Leather making is one of the oldest crafts performed by humankind.  Although there is world-wide trend to exploit alternative materials derived from other sources, leather still finds widespread use.

Tanning is the most important step in leather production.  It is typically carried out in an aqueous environment in rotating drums. During tanning, collagen will fix the tanning agent to its reactive sites, as a result stopping the putrefaction phenomenon. Tanning can be classified into three groups: mineral tanning, vegetable tanning, and other organic tanning (aldehyde, quinone, oil, and synthetic tanning).

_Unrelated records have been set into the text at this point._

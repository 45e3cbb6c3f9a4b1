//! Message envelope: raw bytes plus derived trust and identity metadata.
//!
//! Construction never fails. A payload that is oversize, not JSON, or not
//! parseable becomes an envelope whose trust context records which checks were
//! denied, so error paths (problem reports, quarantine) can still use it.

use std::fmt;

use chrono::{DateTime, Utc};
use lazy_static::lazy_static;
use regex::Regex;
use serde_json::Value;

use crate::crypto::Unpacked;
use crate::error::DcommResult;
use crate::identifiers::MessageTypeUri;
use crate::trust::TrustContext;

/// Payloads above this size are rejected before any parsing.
pub const MAX_MESSAGE_SIZE: usize = 10 * 1024 * 1024;

/// Upper bound on text scanned by the regex fallbacks and the wire-format probe.
const SCAN_LIMIT: usize = 8192;

const LOG_PREVIEW_CHARS: usize = 300;

lazy_static! {
    static ref ID_PAT: Regex = Regex::new(r#""@id"\s*:\s*"([^"]*)""#).expect("valid regex");
    static ref THID_PAT: Regex =
        Regex::new(r#""~thread"\s*:\s*\{[^{}]*"thid"\s*:\s*"([^"]*)""#).expect("valid regex");
    static ref TYPE_PAT: Regex = Regex::new(r#""@type"\s*:\s*"([^"]+)""#).expect("valid regex");
    static ref SQUEEZE_PAT: Regex = Regex::new(r"\s*\n[\t ]*").expect("valid regex");
    static ref SHORT_TYPE_PAT: Regex =
        Regex::new(r"(.*?)([a-z0-9._-]+)/(\d[^/]*)/([a-z0-9._-]+)$").expect("valid regex");
}

fn is_ws(b: u8) -> bool {
    matches!(b, b' ' | b'\r' | b'\n' | b'\t')
}

/// Balanced outer braces after trimming whitespace.
pub fn is_likely_json(data: &[u8]) -> bool {
    let Some(start) = data.iter().position(|b| !is_ws(*b)) else {
        return false;
    };
    let Some(end) = data.iter().rposition(|b| !is_ws(*b)) else {
        return false;
    };
    end > start && data[start] == b'{' && data[end] == b'}'
}

/// Whether `data` looks like an encrypted wire-format message.
///
/// Anything under 120 bytes is too small to hold a believable `protected`
/// block. Only the first 8 KiB are scanned for a quoted `protected` or
/// `ciphertext` key followed by `:` and a string value.
pub fn is_likely_wire_format(data: &[u8]) -> bool {
    if data.len() < 120 || !is_likely_json(data) {
        return false;
    }
    let limit = (data.len() - 100).min(SCAN_LIMIT);
    let span_ws = |mut i: usize| {
        while i < limit && is_ws(data[i]) {
            i += 1;
        }
        i
    };
    for i in 0..limit {
        if data[i] != b'"' {
            continue;
        }
        let key_len = [&b"\"protected\""[..], &b"\"ciphertext\""[..]]
            .iter()
            .find(|key| data[i..].starts_with(key))
            .map(|key| key.len());
        let Some(key_len) = key_len else {
            continue;
        };
        let j = span_ws(i + key_len);
        if j < limit && data[j] == b':' {
            let k = span_ws(j + 1);
            return k < data.len() && data[k] == b'"';
        }
    }
    false
}

fn capture(pat: &Regex, text: &str) -> Option<String> {
    pat.captures(text)
        .and_then(|caps| caps.get(1))
        .map(|m| m.as_str().to_string())
}

fn bounded_text(data: &[u8]) -> String {
    String::from_utf8_lossy(&data[..data.len().min(SCAN_LIMIT)]).into_owned()
}

/// One received or outgoing message, scoped to a single handler call.
#[derive(Debug, Clone)]
pub struct Envelope {
    raw: Vec<u8>,
    encrypted: bool,
    plaintext: Option<String>,
    obj: Option<Value>,
    id: Option<String>,
    thid: Option<String>,
    msg_type: Option<String>,
    sender_key: Option<String>,
    recipient_key: Option<String>,
    trust: TrustContext,
    in_time: DateTime<Utc>,
}

impl Envelope {
    pub fn new(raw: impl Into<Vec<u8>>) -> Self {
        Self::with_trust(raw, TrustContext::new())
    }

    /// Wrap bytes, starting from trust that was established upstream.
    pub fn with_trust(raw: impl Into<Vec<u8>>, trust: TrustContext) -> Self {
        let raw = raw.into();
        let mut env = Self {
            raw: Vec::new(),
            encrypted: false,
            plaintext: None,
            obj: None,
            id: None,
            thid: None,
            msg_type: None,
            sender_key: None,
            recipient_key: None,
            trust,
            in_time: Utc::now(),
        };

        if raw.len() > MAX_MESSAGE_SIZE {
            env.trust
                .deny(TrustContext::SIZE_OK | TrustContext::DESERIALIZE_OK);
            env.fallback_identity(&raw);
            env.raw = raw;
            return env;
        }
        env.trust.affirm(TrustContext::SIZE_OK);

        if is_likely_json(&raw) {
            if is_likely_wire_format(&raw) {
                // Nothing about ciphertext can be affirmed until it is unpacked.
                env.encrypted = true;
                env.raw = raw;
                return env;
            }
            env.trust.deny(
                TrustContext::CONFIDENTIALITY
                    | TrustContext::INTEGRITY
                    | TrustContext::AUTHENTICATED_ORIGIN,
            );
            env.derive_from(&raw);
        } else {
            env.trust.deny(TrustContext::DESERIALIZE_OK);
            env.plaintext = std::str::from_utf8(&raw).ok().map(str::to_string);
            env.fallback_identity(&raw);
        }
        env.raw = raw;
        env
    }

    /// Replace plaintext after an external decrypt. The original bytes are kept.
    pub fn set_plaintext(&mut self, value: impl AsRef<[u8]>) {
        let value = value.as_ref();
        self.clear_derived();
        self.trust.undefine(TrustContext::SIZE_OK);
        if value.len() > MAX_MESSAGE_SIZE {
            self.trust
                .deny(TrustContext::SIZE_OK | TrustContext::DESERIALIZE_OK);
            self.fallback_identity(value);
            return;
        }
        self.trust.affirm(TrustContext::SIZE_OK);
        self.derive_from(value);
    }

    /// Record the result of unpacking ciphertext.
    ///
    /// `guarantees` is what the crypto service actually provides; only those
    /// bits of confidentiality/integrity are affirmed, the rest denied.
    /// Authenticated origin follows the presence of a sender key.
    pub fn apply_unpacked(&mut self, unpacked: Unpacked, guarantees: u32) {
        let transport_bits = TrustContext::CONFIDENTIALITY | TrustContext::INTEGRITY;
        self.trust.affirm(guarantees & transport_bits);
        self.trust.deny(!guarantees & transport_bits);
        if unpacked.sender_key.is_some() {
            self.trust.affirm(TrustContext::AUTHENTICATED_ORIGIN);
        } else {
            self.trust.deny(TrustContext::AUTHENTICATED_ORIGIN);
        }
        self.sender_key = unpacked.sender_key;
        self.recipient_key = unpacked.recipient_key;
        self.set_plaintext(unpacked.plaintext);
    }

    fn clear_derived(&mut self) {
        self.plaintext = None;
        self.obj = None;
        self.id = None;
        self.thid = None;
        self.msg_type = None;
    }

    fn derive_from(&mut self, bytes: &[u8]) {
        self.trust.undefine(TrustContext::DESERIALIZE_OK);
        let Ok(text) = std::str::from_utf8(bytes) else {
            self.trust.deny(TrustContext::DESERIALIZE_OK);
            self.fallback_identity(bytes);
            return;
        };
        self.plaintext = Some(text.to_string());
        match serde_json::from_str::<Value>(text) {
            Ok(obj @ Value::Object(_)) => {
                let field = |v: Option<&Value>| v.and_then(Value::as_str).map(str::to_string);
                self.msg_type = field(obj.get("@type"));
                self.id = field(obj.get("@id"));
                self.thid = field(obj.get("~thread").and_then(|t| t.get("thid")));
                self.obj = Some(obj);
                self.trust.affirm(TrustContext::DESERIALIZE_OK);
            }
            _ => {
                self.trust.deny(TrustContext::DESERIALIZE_OK);
                self.fallback_identity(bytes);
            }
        }
    }

    /// Regex extraction over a bounded prefix so malformed input can still be
    /// attributed to a thread.
    fn fallback_identity(&mut self, bytes: &[u8]) {
        let text = bounded_text(bytes);
        self.id = capture(&ID_PAT, &text);
        self.thid = capture(&THID_PAT, &text);
        self.msg_type = capture(&TYPE_PAT, &text);
    }

    pub fn raw(&self) -> &[u8] {
        &self.raw
    }

    pub fn into_raw(self) -> Vec<u8> {
        self.raw
    }

    /// The original bytes when they arrived in wire format.
    pub fn ciphertext(&self) -> Option<&[u8]> {
        self.encrypted.then_some(self.raw.as_slice())
    }

    pub fn plaintext(&self) -> Option<&str> {
        self.plaintext.as_deref()
    }

    pub fn obj(&self) -> Option<&Value> {
        self.obj.as_ref()
    }

    pub fn id(&self) -> Option<&str> {
        self.id.as_deref()
    }

    pub fn thid(&self) -> Option<&str> {
        self.thid.as_deref()
    }

    /// The thread this message belongs to: its `~thread.thid`, else its own `@id`.
    pub fn thread_id(&self) -> Option<&str> {
        self.thid().or_else(|| self.id())
    }

    pub fn msg_type(&self) -> Option<&str> {
        self.msg_type.as_deref()
    }

    /// Parse `@type`; a missing type is a format error.
    pub fn parsed_type(&self) -> DcommResult<MessageTypeUri> {
        match self.msg_type() {
            Some(t) => MessageTypeUri::parse(t),
            None => Err(crate::error::DcommError::Format(
                "message has no @type".to_string(),
            )),
        }
    }

    pub fn sender_key(&self) -> Option<&str> {
        self.sender_key.as_deref()
    }

    pub fn recipient_key(&self) -> Option<&str> {
        self.recipient_key.as_deref()
    }

    pub fn trust(&self) -> &TrustContext {
        &self.trust
    }

    pub fn trust_mut(&mut self) -> &mut TrustContext {
        &mut self.trust
    }

    pub fn in_time(&self) -> DateTime<Utc> {
        self.in_time
    }

    pub fn is_empty(&self) -> bool {
        self.raw.is_empty()
            && self.plaintext.as_deref().map_or(true, str::is_empty)
            && self.obj.is_none()
    }

    fn preview(&self) -> Option<String> {
        let text: String = match &self.plaintext {
            Some(p) if !p.is_empty() => p.chars().take(LOG_PREVIEW_CHARS).collect(),
            _ => {
                let raw = &self.raw[..self.raw.len().min(LOG_PREVIEW_CHARS)];
                String::from_utf8_lossy(raw).into_owned()
            }
        };
        (!text.is_empty()).then_some(text)
    }
}

fn shorten_type(uri: &str) -> String {
    if let Some(caps) = SHORT_TYPE_PAT.captures(uri) {
        return format!("...{}/{}/{}", &caps[2], &caps[3], &caps[4]);
    }
    match uri.find(';') {
        Some(i) => format!("...{}", &uri[i + 1..]),
        None => uri.to_string(),
    }
}

fn describe(text: &str) -> String {
    let mut descriptors = Vec::new();
    if let Some(t) = capture(&TYPE_PAT, text) {
        descriptors.push(format!("\"@type\":\"{}\"", shorten_type(&t)));
    }
    if let Some(id) = capture(&ID_PAT, text) {
        descriptors.push(format!("\"@id\":\"{id}\""));
    }
    if !descriptors.is_empty() {
        return format!("{{...{}...}}", descriptors.join(","));
    }
    if text.chars().count() <= 40 {
        return SQUEEZE_PAT.replace_all(text, " ").into_owned();
    }
    let head: String = text.chars().take(60).collect();
    let head = head.trim().replace('\r', "");
    let squeezed = SQUEEZE_PAT.replace_all(&head, " ");
    let clipped: String = squeezed.chars().take(37).collect();
    format!("{clipped}...")
}

impl fmt::Display for Envelope {
    /// Bounded and redacted: at most a 300-character preview, with `@type`
    /// and `@id` preferred and long sender keys clipped.
    fn fmt(&self, f: &mut fmt::Formatter<'_>) -> fmt::Result {
        let fragment = match self.preview() {
            Some(text) => describe(&text),
            None => "(empty)".to_string(),
        };
        let sender = match self.sender_key() {
            Some(key) if key.chars().count() > 8 => {
                format!("{}...", key.chars().take(8).collect::<String>())
            }
            Some(key) => key.to_string(),
            None => "nobody".to_string(),
        };
        write!(f, "{fragment} from {sender} with mtc={}", self.trust)
    }
}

Four elements play a significant role in the modern leather tanning industry, i.e. chromium(III), aluminium(III), titanium(IV), and zirconium(IV), of which chromium(III) is the most important. Nowadays, more than 90% of the world’s leather is tanned with chromium, which is a consequence of the easy processing, the broad achievability and the excellent properties of leather. Tanning using Cr(III) sulfate can achieve shrinkage temperatures above 120oC. However, it also has considerable potential for environmental pollution.

The interactions of collagen with chrome have been extensively investigated since the end of the nineteenth century. The fundamental reaction is the formation of complex bonds with the ionised carboxyl groups of aspartic and glutamic acid residues on collagen fibres.

Other mineral tannages (Al(III), Ti(IV), and Zr(IV)) have similar reaction mechanisms to chromium, although reaction is dominated by electrovalent bonding, thus much lower shrinkage temperature is obtained than with chrome. The maximum shrinkage temperatures of leather tanned with Al(III), Ti(IV), and Zr(IV) salts are 79, 90, and 97oC respectively.  The development of titanium and zirconium tannage is relatively new. Empirically, the chemistry of Ti(IV) is dominated by the titanyl ion TiO2+ and the species in the tanning agent are chains of (Ti-O)n. Zirconium salts are characterised by eight-coordination and high affinity for oxygen, resulting in a tetrameric core structure; the basic unit of structure is four Zr(IV) ions at the corners of a square.  The tanning powers of titanium and zirconium are similar and both are better than aluminium.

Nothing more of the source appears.